In this study we found that a one-day PA workshop can be an effective continued education strategy to improve MDs’ knowledge on exercise assessment, counseling and prescription. We used a pre-test/post-test quasi-experimental study, a common methodology in education research, to evaluate this educational strategy, implemented in a diverse population of MDs from 12 different countries in Latin America. We found the average normalized gain to be 46%, and according to previous studies, a class-average normalized gain of 30% or higher renders a curriculum to be considered effective [29]. Thus, in general our workshop curriculum was effective in generating the desired knowledge gain and particularly for the PA prescription module of the course.
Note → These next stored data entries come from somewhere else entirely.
use winit::event::{ElementState, WindowEvent};
use winit::keyboard::{KeyCode, PhysicalKey};

use crate::input::{InputEvent, Key, KeyState};

/// Translates the window events the engine binds; everything else is `None`.
pub(crate) fn translate_window_event(event: &WindowEvent) -> Option<InputEvent> {
    match event {
        WindowEvent::CloseRequested => Some(InputEvent::CloseRequested),

        WindowEvent::KeyboardInput { event, .. } => Some(InputEvent::Key {
            key: map_key(event.physical_key),
            state: map_state(event.state),
            repeat: event.repeat,
        }),

        _ => None,
    }
}

fn map_state(state: ElementState) -> KeyState {
    match state {
        ElementState::Pressed => KeyState::Pressed,
        ElementState::Released => KeyState::Released,
    }
}

pub(crate) fn map_key(pk: PhysicalKey) -> Key {
    match pk {
        PhysicalKey::Code(KeyCode::Escape) => Key::Escape,
        PhysicalKey::Code(code) => Key::Other(code as u32),
        // NativeKeyCode carries no stable numeric across platforms.
        PhysicalKey::Unidentified(_) => Key::Other(0),
    }
}
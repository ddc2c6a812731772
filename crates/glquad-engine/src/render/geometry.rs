use bytemuck::{Pod, Zeroable};

use super::api::GlApi;
use super::error::RenderError;

// ── vertex format ─────────────────────────────────────────────────────────

/// One quad corner in normalized device coordinates.
#[repr(C)]
#[derive(Debug, Copy, Clone, PartialEq, Pod, Zeroable)]
pub struct QuadVertex {
    pub position: [f32; 3],
}

impl QuadVertex {
    /// Attribute slot read by `layout (location = 0)` in the vertex shader.
    pub const POSITION_SLOT: u32 = 0;
    pub const POSITION_COMPONENTS: i32 = 3;
    pub const STRIDE: i32 = std::mem::size_of::<QuadVertex>() as i32;
}

pub const QUAD_VERTICES: [QuadVertex; 4] = [
    QuadVertex { position: [0.5, 0.5, 0.0] },   // top right
    QuadVertex { position: [0.5, -0.5, 0.0] },  // bottom right
    QuadVertex { position: [-0.5, -0.5, 0.0] }, // bottom left
    QuadVertex { position: [-0.5, 0.5, 0.0] },  // top left
];

/// Two triangles sharing the top-left/bottom-right diagonal.
pub const QUAD_INDICES: [u32; 6] = [0, 1, 3, 1, 2, 3];

// ── mesh ──────────────────────────────────────────────────────────────────

/// GPU-side quad: vertex array, vertex buffer and index buffer.
///
/// The three objects are created and released together. The type is neither
/// `Clone` nor `Copy`, so a handle cannot outlive its siblings; call
/// [`QuadMesh::release`] while the owning context is still current.
pub struct QuadMesh<G: GlApi> {
    vao: G::VertexArray,
    vbo: G::Buffer,
    ibo: G::Buffer,
}

impl<G: GlApi> QuadMesh<G> {
    /// Allocates the three objects and uploads [`QUAD_VERTICES`] / [`QUAD_INDICES`].
    ///
    /// Leaves no vertex array and no `ARRAY_BUFFER` bound on return.
    pub fn upload(gl: &G) -> Result<Self, RenderError> {
        let vao = gl
            .create_vertex_array()
            .map_err(|reason| RenderError::create("vertex array", reason))?;

        let vbo = match gl.create_buffer() {
            Ok(b) => b,
            Err(reason) => {
                gl.delete_vertex_array(vao);
                return Err(RenderError::create("vertex buffer", reason));
            }
        };

        let ibo = match gl.create_buffer() {
            Ok(b) => b,
            Err(reason) => {
                gl.delete_buffer(vbo);
                gl.delete_vertex_array(vao);
                return Err(RenderError::create("index buffer", reason));
            }
        };

        gl.bind_vertex_array(Some(vao));

        gl.bind_buffer(glow::ARRAY_BUFFER, Some(vbo));
        gl.buffer_data(
            glow::ARRAY_BUFFER,
            bytemuck::cast_slice(&QUAD_VERTICES),
            glow::STATIC_DRAW,
        );

        gl.bind_buffer(glow::ELEMENT_ARRAY_BUFFER, Some(ibo));
        gl.buffer_data(
            glow::ELEMENT_ARRAY_BUFFER,
            bytemuck::cast_slice(&QUAD_INDICES),
            glow::STATIC_DRAW,
        );

        gl.vertex_attrib_pointer_f32(
            QuadVertex::POSITION_SLOT,
            QuadVertex::POSITION_COMPONENTS,
            false,
            QuadVertex::STRIDE,
            0,
        );
        gl.enable_vertex_attrib_array(QuadVertex::POSITION_SLOT);

        // The attribute pointer captured the vertex buffer.
        gl.bind_buffer(glow::ARRAY_BUFFER, None);

        // The element buffer binding is VAO state: unbinding it here would
        // detach the indices. Unbind the VAO instead.
        gl.bind_vertex_array(None);

        log::debug!(
            "quad mesh uploaded: {} vertices, {} indices (vao={vao:?}, vbo={vbo:?}, ibo={ibo:?})",
            QUAD_VERTICES.len(),
            QUAD_INDICES.len()
        );

        Ok(Self { vao, vbo, ibo })
    }

    #[inline]
    pub fn index_count(&self) -> i32 {
        QUAD_INDICES.len() as i32
    }

    #[inline]
    pub fn vertex_array(&self) -> G::VertexArray {
        self.vao
    }

    #[inline]
    pub fn vertex_buffer(&self) -> G::Buffer {
        self.vbo
    }

    #[inline]
    pub fn index_buffer(&self) -> G::Buffer {
        self.ibo
    }

    /// Binds the vertex array (and with it the index buffer).
    pub fn bind(&self, gl: &G) {
        gl.bind_vertex_array(Some(self.vao));
    }

    /// Deletes all three objects.
    pub fn release(self, gl: &G) {
        gl.delete_vertex_array(self.vao);
        gl.delete_buffer(self.vbo);
        gl.delete_buffer(self.ibo);
    }
}
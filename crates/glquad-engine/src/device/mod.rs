//! GL context management.
//!
//! This module is responsible for:
//! - creating the window together with a matching GL config (glutin-winit)
//! - creating the core-profile context and window surface, making it current
//! - loading GL entry points into a `glow::Context`
//! - presenting frames and tearing everything down in order

mod debug;
mod init;
mod window;

pub use init::GlInit;
pub use window::GlWindow;

/// The GL function table handed to applications.
pub type Gl = glow::Context;
use std::sync::Once;

/// Logger configuration.
///
/// `env_filter` follows the `env_logger` filter syntax (e.g. "info",
/// "glquad_engine=debug,glutin=warn"). When unset, `RUST_LOG` is consulted and
/// then `default_level`.
#[derive(Debug, Clone)]
pub struct LoggingConfig {
    pub env_filter: Option<String>,
    pub default_level: log::LevelFilter,
    pub write_style: env_logger::WriteStyle,
}

impl Default for LoggingConfig {
    fn default() -> Self {
        Self {
            env_filter: None,
            default_level: log::LevelFilter::Info,
            write_style: env_logger::WriteStyle::Auto,
        }
    }
}

impl LoggingConfig {
    /// The filter string that will be applied, if any.
    pub(crate) fn resolve_filter(&self, rust_log: Option<String>) -> Option<String> {
        self.env_filter.clone().or(rust_log)
    }
}

static INIT: Once = Once::new();

/// Initializes the global logger once. Output goes to standard error.
///
/// Subsequent calls are ignored. Call early in `main`, before the window opens.
pub fn init_logging(config: LoggingConfig) {
    INIT.call_once(|| {
        let mut builder = env_logger::Builder::new();

        match config.resolve_filter(std::env::var("RUST_LOG").ok()) {
            Some(filter) => {
                builder.parse_filters(&filter);
            }
            None => {
                builder.filter_level(config.default_level);
            }
        }

        builder.write_style(config.write_style);
        builder.target(env_logger::Target::Stderr);

        // try_init: a test harness or embedding host may already own the logger.
        if builder.try_init().is_err() {
            return;
        }

        log::debug!("logging initialized");
    });
}
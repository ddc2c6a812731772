use glow::HasContext;

/// Installs a debug message callback that forwards to the `log` facade.
///
/// Silently skipped (with a warning) on drivers without `GL_KHR_debug`.
pub(crate) fn install(gl: &mut glow::Context) {
    if !gl.supports_debug() {
        log::warn!("debug context requested but GL_KHR_debug is unavailable");
        return;
    }

    // SAFETY: called right after the context was made current on this thread.
    unsafe {
        gl.enable(glow::DEBUG_OUTPUT);
        gl.enable(glow::DEBUG_OUTPUT_SYNCHRONOUS);
        gl.debug_message_callback(|source, kind, id, severity, message| {
            log::log!(
                severity_level(severity),
                "GL debug [source={source:#x} type={kind:#x} id={id}]: {message}"
            );
        });
    }

    log::debug!("GL debug output enabled");
}

pub(crate) fn severity_level(severity: u32) -> log::Level {
    match severity {
        glow::DEBUG_SEVERITY_HIGH => log::Level::Error,
        glow::DEBUG_SEVERITY_MEDIUM => log::Level::Warn,
        _ => log::Level::Debug,
    }
}
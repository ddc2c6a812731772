use anyhow::{Context, Result};

use winit::application::ApplicationHandler;
use winit::dpi::LogicalSize;
use winit::event::WindowEvent;
use winit::event_loop::{ActiveEventLoop, ControlFlow, EventLoop};
use winit::window::{Fullscreen, Window, WindowAttributes, WindowId};

use crate::core::{App, FrameCtx};
use crate::device::{GlInit, GlWindow};
use crate::input::platform::winit::translate_window_event;
use crate::input::CloseFlag;

/// Window/runtime configuration.
#[derive(Debug, Clone)]
pub struct RuntimeConfig {
    pub title: String,
    pub initial_size: LogicalSize<f64>,
    pub fullscreen: bool,
    pub resizable: bool,
    pub gl: GlInit,
}

impl Default for RuntimeConfig {
    fn default() -> Self {
        Self {
            title: "glfw window".to_string(),
            initial_size: LogicalSize::new(640.0, 480.0),
            fullscreen: false,
            resizable: false,
            gl: GlInit::default(),
        }
    }
}

impl RuntimeConfig {
    pub(crate) fn window_attributes(&self) -> WindowAttributes {
        let mut attrs = Window::default_attributes()
            .with_title(self.title.clone())
            .with_inner_size(self.initial_size)
            .with_resizable(self.resizable);

        if self.fullscreen {
            attrs = attrs.with_fullscreen(Some(Fullscreen::Borderless(None)));
        }

        attrs
    }
}

/// Entry point for the runtime.
pub struct Runtime;

impl Runtime {
    /// Opens the window, runs `app` until the close flag is set, then shuts down.
    ///
    /// Returns an error if the window or context could not be created or the
    /// app's `init` failed. A normal close returns `Ok(())`.
    pub fn run<A>(config: RuntimeConfig, app: A) -> Result<()>
    where
        A: 'static + App,
    {
        let event_loop = EventLoop::new().context("failed to create winit EventLoop")?;

        // No frame pacing beyond the swap interval.
        event_loop.set_control_flow(ControlFlow::Poll);

        let mut state = AppState::new(config, app);

        event_loop
            .run_app(&mut state)
            .context("winit event loop terminated with error")?;

        state.finish()
    }
}

struct AppState<A>
where
    A: App + 'static,
{
    config: RuntimeConfig,
    app: A,

    window: Option<GlWindow>,
    close: CloseFlag,
    frame_index: u64,
    failure: Option<anyhow::Error>,
}

impl<A> AppState<A>
where
    A: App + 'static,
{
    fn new(config: RuntimeConfig, app: A) -> Self {
        Self {
            config,
            app,
            window: None,
            close: CloseFlag::default(),
            frame_index: 0,
            failure: None,
        }
    }

    fn start(&mut self, event_loop: &ActiveEventLoop) -> Result<()> {
        let gl_window = GlWindow::new(
            event_loop,
            self.config.window_attributes(),
            &self.config.gl,
        )?;

        self.app
            .init(gl_window.gl())
            .context("application setup failed")?;

        log::info!(
            "window \"{}\" open at {:?}",
            self.config.title,
            gl_window.framebuffer_size()
        );
        self.window = Some(gl_window);
        Ok(())
    }

    fn fail(&mut self, event_loop: &ActiveEventLoop, err: anyhow::Error) {
        log::error!("Error: {err:#}");
        self.failure = Some(err);
        self.close.request();
        event_loop.exit();
    }

    /// One loop iteration: query size, let the app draw, present.
    fn redraw(&mut self) {
        if self.close.is_set() {
            return;
        }
        let Some(window) = self.window.as_ref() else {
            return;
        };

        let framebuffer = window.framebuffer_size();
        if framebuffer.is_empty() {
            return;
        }

        let mut ctx = FrameCtx {
            gl: window.gl(),
            framebuffer,
            frame_index: self.frame_index,
        };
        self.app.on_frame(&mut ctx);

        if let Err(e) = window.swap_buffers() {
            log::error!("Error: {e:#}");
        }

        self.frame_index = self.frame_index.wrapping_add(1);
    }

    /// Releases app resources with the context current, then the window.
    fn shutdown(&mut self) {
        let Some(window) = self.window.take() else {
            return;
        };

        self.app.shutdown(window.gl());
        window.destroy();
        log::info!("shut down after {} frames", self.frame_index);
    }

    fn finish(self) -> Result<()> {
        match self.failure {
            Some(err) => Err(err),
            None => Ok(()),
        }
    }
}

impl<A> ApplicationHandler for AppState<A>
where
    A: App + 'static,
{
    fn resumed(&mut self, event_loop: &ActiveEventLoop) {
        if self.window.is_some() || self.close.is_set() {
            return;
        }

        if let Err(e) = self.start(event_loop) {
            self.fail(event_loop, e);
            return;
        }

        if let Some(window) = self.window.as_ref() {
            window.window().request_redraw();
        }
    }

    fn window_event(
        &mut self,
        event_loop: &ActiveEventLoop,
        _window_id: WindowId,
        event: WindowEvent,
    ) {
        if let Some(ev) = translate_window_event(&event) {
            if self.close.apply(&ev) {
                log::debug!("close requested by {ev:?}");
            }
        }

        match event {
            WindowEvent::Resized(size) => {
                if let Some(window) = self.window.as_ref() {
                    window.resize(size);
                }
            }
            WindowEvent::RedrawRequested => self.redraw(),
            _ => {}
        }

        if self.close.is_set() {
            self.shutdown();
            event_loop.exit();
        }
    }

    fn about_to_wait(&mut self, event_loop: &ActiveEventLoop) {
        if self.close.is_set() {
            self.shutdown();
            event_loop.exit();
            return;
        }

        // Continuous redraw.
        if let Some(window) = self.window.as_ref() {
            window.window().request_redraw();
        }
    }

    fn exiting(&mut self, _event_loop: &ActiveEventLoop) {
        self.shutdown();
    }
}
In addition, MDs that benefitted the most were PCPs (GPs and family medicine in particular), as shown by their higher relative knowledge gain (30% CI: 26–34% and 29% CI: 20–38% respectively). Furthermore, when stratifying the results by country of origin we found that Dominican Republic had the lowest pre-test scores and as a result the highest knowledge gain of all the countries. On the contrary, Chile had the highest pre-test score and one of lowest knowledge gains in addition to Nicaragua. Higher pre-test scores were found in Chile, Costa Rica and Dominican Republic, which indicates that education on PA and lifestyle medicine and preventive counseling for medical doctors may not be homogenous in the Latin American region.

Addressing physical inactivity constitutes one of the priority areas in the global health agenda to control the global burden of NCDs. Several evidence-based strategies to improve PA in the population are needed, from environmental interventions to integration of PA into health care settings. However, education on PA is not part of the medical curriculum in most medical schools in the world. This workshop provided participants with tools to properly assess patient’s PA levels, give brief behavioral counseling and prescribe exercise as part of treatment plans. There is evidence that brief advice to patients is a cost-effective approach to improve patient’s activity levels [34].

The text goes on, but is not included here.